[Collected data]
===
//! Time-window manager: cron/one-time schedules that override priority,
//! quota, and capacity at runtime (spec §4.5).

use std::str::FromStr;
use std::sync::RwLock;

use chrono::{DateTime, Utc};
use cron::Schedule as CronSchedule;

use crate::model::{Schedule, TimeWindow, TimeWindowRule, WindowTarget};

/// Holds the current window set behind a swappable `Arc`-style snapshot
/// (spec §5: "Time-window rule set is swapped via atomic pointer
/// replacement"). We use `RwLock<Vec<_>>` rather than reaching for a new
/// crate, since reads are cheap clones and writes are rare (once-a-minute
/// recompute or an explicit reload call).
pub struct TimeWindowManager {
    windows: RwLock<Vec<TimeWindow>>,
}

impl TimeWindowManager {
    pub fn new(windows: Vec<TimeWindow>) -> Self {
        Self {
            windows: RwLock::new(windows),
        }
    }

    /// Replaces the entire window set atomically.
    pub fn reload(&self, windows: Vec<TimeWindow>) {
        let mut guard = self.windows.write().unwrap();
        *guard = windows;
    }

    fn is_active(window: &TimeWindow, now: DateTime<Utc>) -> bool {
        if !window.enabled {
            return false;
        }
        let duration = chrono::Duration::from_std(window.duration).unwrap_or(chrono::Duration::zero());
        match &window.schedule {
            Schedule::OneShot { start } => *start <= now && now < *start + duration,
            Schedule::Cron { expr } => {
                let Ok(schedule) = CronSchedule::from_str(expr) else {
                    return false;
                };
                let Some(most_recent) = schedule.after(&(now - duration)).take(1000).filter(|t| *t <= now).last()
                else {
                    return false;
                };
                now < most_recent + duration
            }
        }
    }

    /// Rules from currently-active windows that target `target`, most
    /// recently started window winning on overlap for the same target key
    /// (spec §3 invariant).
    fn active_rules_for(&self, target: &WindowTarget, now: DateTime<Utc>) -> Vec<TimeWindowRule> {
        let windows = self.windows.read().unwrap();
        let mut candidates: Vec<(DateTime<Utc>, &TimeWindow)> = Vec::new();
        for w in windows.iter() {
            if !Self::is_active(w, now) {
                continue;
            }
            let has_target = w
                .rules
                .iter()
                .any(|r| &r.target == target || matches!(r.target, WindowTarget::All));
            if !has_target {
                continue;
            }
            let start = Self::effective_start(w, now);
            candidates.push((start, w));
        }
        candidates.sort_by_key(|(start, _)| *start);
        // Most recently started wins: later in the sorted list overrides
        // earlier ones with the same rule target.
        let mut by_target_kind: std::collections::HashMap<bool, TimeWindowRule> = std::collections::HashMap::new();
        for (_, w) in candidates {
            for rule in &w.rules {
                if &rule.target == target {
                    by_target_kind.insert(true, rule.clone());
                } else if matches!(rule.target, WindowTarget::All) {
                    by_target_kind.entry(false).or_insert_with(|| rule.clone());
                }
            }
        }
        by_target_kind.into_values().collect()
    }

    fn effective_start(window: &TimeWindow, now: DateTime<Utc>) -> DateTime<Utc> {
        match &window.schedule {
            Schedule::OneShot { start } => *start,
            Schedule::Cron { expr } => {
                let duration = chrono::Duration::from_std(window.duration).unwrap_or(chrono::Duration::zero());
                CronSchedule::from_str(expr)
                    .ok()
                    .and_then(|s| s.after(&(now - duration)).take(1000).filter(|t| *t <= now).last())
                    .unwrap_or(now)
            }
        }
    }

    /// Applies active rules for `target` to the base priority, quota
    /// multiplier, and capacity multiplier. Quota and capacity multipliers
    /// scale the effective limit, never the stored used value (spec §4.4).
    pub async fn apply_priority_quota_capacity(
        &self,
        target: &WindowTarget,
        base_priority: u8,
        base_quota_multiplier: f64,
        base_capacity_multiplier: f64,
    ) -> (u8, f64, f64) {
        let now = Utc::now();
        let mut priority = base_priority as i16;
        let mut quota_mult = base_quota_multiplier;
        let mut capacity_mult = base_capacity_multiplier;

        for rule in self.active_rules_for(target, now) {
            if let Some(p) = rule.priority_override {
                priority = p as i16;
            }
            if let Some(d) = rule.priority_delta {
                priority += d as i16;
            }
            if let Some(m) = rule.quota_multiplier {
                quota_mult *= m;
            }
            if let Some(m) = rule.capacity_multiplier {
                capacity_mult *= m;
            }
        }

        (priority.clamp(0, 255) as u8, quota_mult, capacity_mult)
    }

    /// Weight/timeout/depth/cost multipliers for `target`, for callers that
    /// need the queue-shape overrides rather than priority/quota/capacity.
    pub fn queue_overrides_for(&self, target: &WindowTarget) -> QueueOverrides {
        let now = Utc::now();
        let mut out = QueueOverrides::default();
        for rule in self.active_rules_for(target, now) {
            if let Some(m) = rule.weight_multiplier {
                out.weight_multiplier *= m;
            }
            if let Some(m) = rule.queue_timeout_multiplier {
                out.timeout_multiplier *= m;
            }
            if let Some(m) = rule.queue_depth_multiplier {
                out.depth_multiplier *= m;
            }
            if let Some(m) = rule.cost_multiplier {
                out.cost_multiplier *= m;
            }
        }
        out
    }
}

#[derive(Debug, Clone, Copy)]
pub struct QueueOverrides {
    pub weight_multiplier: f64,
    pub timeout_multiplier: f64,
    pub depth_multiplier: f64,
    pub cost_multiplier: f64,
}

impl Default for QueueOverrides {
    fn default() -> Self {
        Self {
            weight_multiplier: 1.0,
            timeout_multiplier: 1.0,
            depth_multiplier: 1.0,
            cost_multiplier: 1.0,
        }
    }
}

/// Spawns the once-a-minute background recompute task named in spec §4.5.
/// The manager itself is stateless between ticks (every read recomputes
/// active windows), so this task exists only to give callers a predictable
/// place to hang reload-from-external-source logic; it is a no-op today.
pub fn spawn_minute_tick() -> tokio::task::JoinHandle<()> {
    tokio::spawn(async move {
        let mut interval = tokio::time::interval(std::time::Duration::from_secs(60));
        loop {
            interval.tick().await;
            tracing::debug!("time-window minute tick");
        }
    })
}

#[cfg(test)]
mod tests {
    use super::*;
    use std::time::Duration as StdDuration;

    fn one_shot_window(target: WindowTarget, start_offset_secs: i64, duration_secs: u64, priority: u8) -> TimeWindow {
        TimeWindow {
            name: "promo".into(),
            enabled: true,
            schedule: Schedule::OneShot {
                start: Utc::now() + chrono::Duration::seconds(start_offset_secs),
            },
            duration: StdDuration::from_secs(duration_secs),
            rules: vec![TimeWindowRule {
                target,
                priority_override: Some(priority),
                priority_delta: None,
                quota_multiplier: None,
                capacity_multiplier: None,
                weight_multiplier: None,
                queue_timeout_multiplier: None,
                queue_depth_multiplier: None,
                cost_multiplier: None,
            }],
        }
    }

    #[tokio::test]
    async fn active_one_shot_window_overrides_priority() {
        let window = one_shot_window(WindowTarget::Environment("prod".into()), -5, 60, 0);
        let mgr = TimeWindowManager::new(vec![window]);
        let (priority, _, _) = mgr
            .apply_priority_quota_capacity(&WindowTarget::Environment("prod".into()), 5, 1.0, 1.0)
            .await;
        assert_eq!(priority, 0);
    }

    #[tokio::test]
    async fn expired_one_shot_window_has_no_effect() {
        let window = one_shot_window(WindowTarget::Environment("prod".into()), -120, 60, 0);
        let mgr = TimeWindowManager::new(vec![window]);
        let (priority, _, _) = mgr
            .apply_priority_quota_capacity(&WindowTarget::Environment("prod".into()), 5, 1.0, 1.0)
            .await;
        assert_eq!(priority, 5);
    }

    #[tokio::test]
    async fn disabled_window_never_applies() {
        let mut window = one_shot_window(WindowTarget::All, -5, 60, 0);
        window.enabled = false;
        let mgr = TimeWindowManager::new(vec![window]);
        let (priority, _, _) = mgr
            .apply_priority_quota_capacity(&WindowTarget::Environment("prod".into()), 5, 1.0, 1.0)
            .await;
        assert_eq!(priority, 5);
    }
}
===
_YOUR OBJECTIVE_:
When the line containing "are rare (once-a-minute" is reached, include it and stop. Until then, output each line of the entries exactly as given, starting from the first.

_RESPONSE TO THIS TASK_:
//! Time-window manager: cron/one-time schedules that override priority,
//! quota, and capacity at runtime (spec §4.5).

use std::str::FromStr;
use std::sync::RwLock;

use chrono::{DateTime, Utc};
use cron::Schedule as CronSchedule;

use crate::model::{Schedule, TimeWindow, TimeWindowRule, WindowTarget};

/// Holds the current window set behind a swappable `Arc`-style snapshot
/// (spec §5: "Time-window rule set is swapped via atomic pointer
/// replacement"). We use `RwLock<Vec<_>>` rather than reaching for a new
/// crate, since reads are cheap clones and writes are rare (once-a-minute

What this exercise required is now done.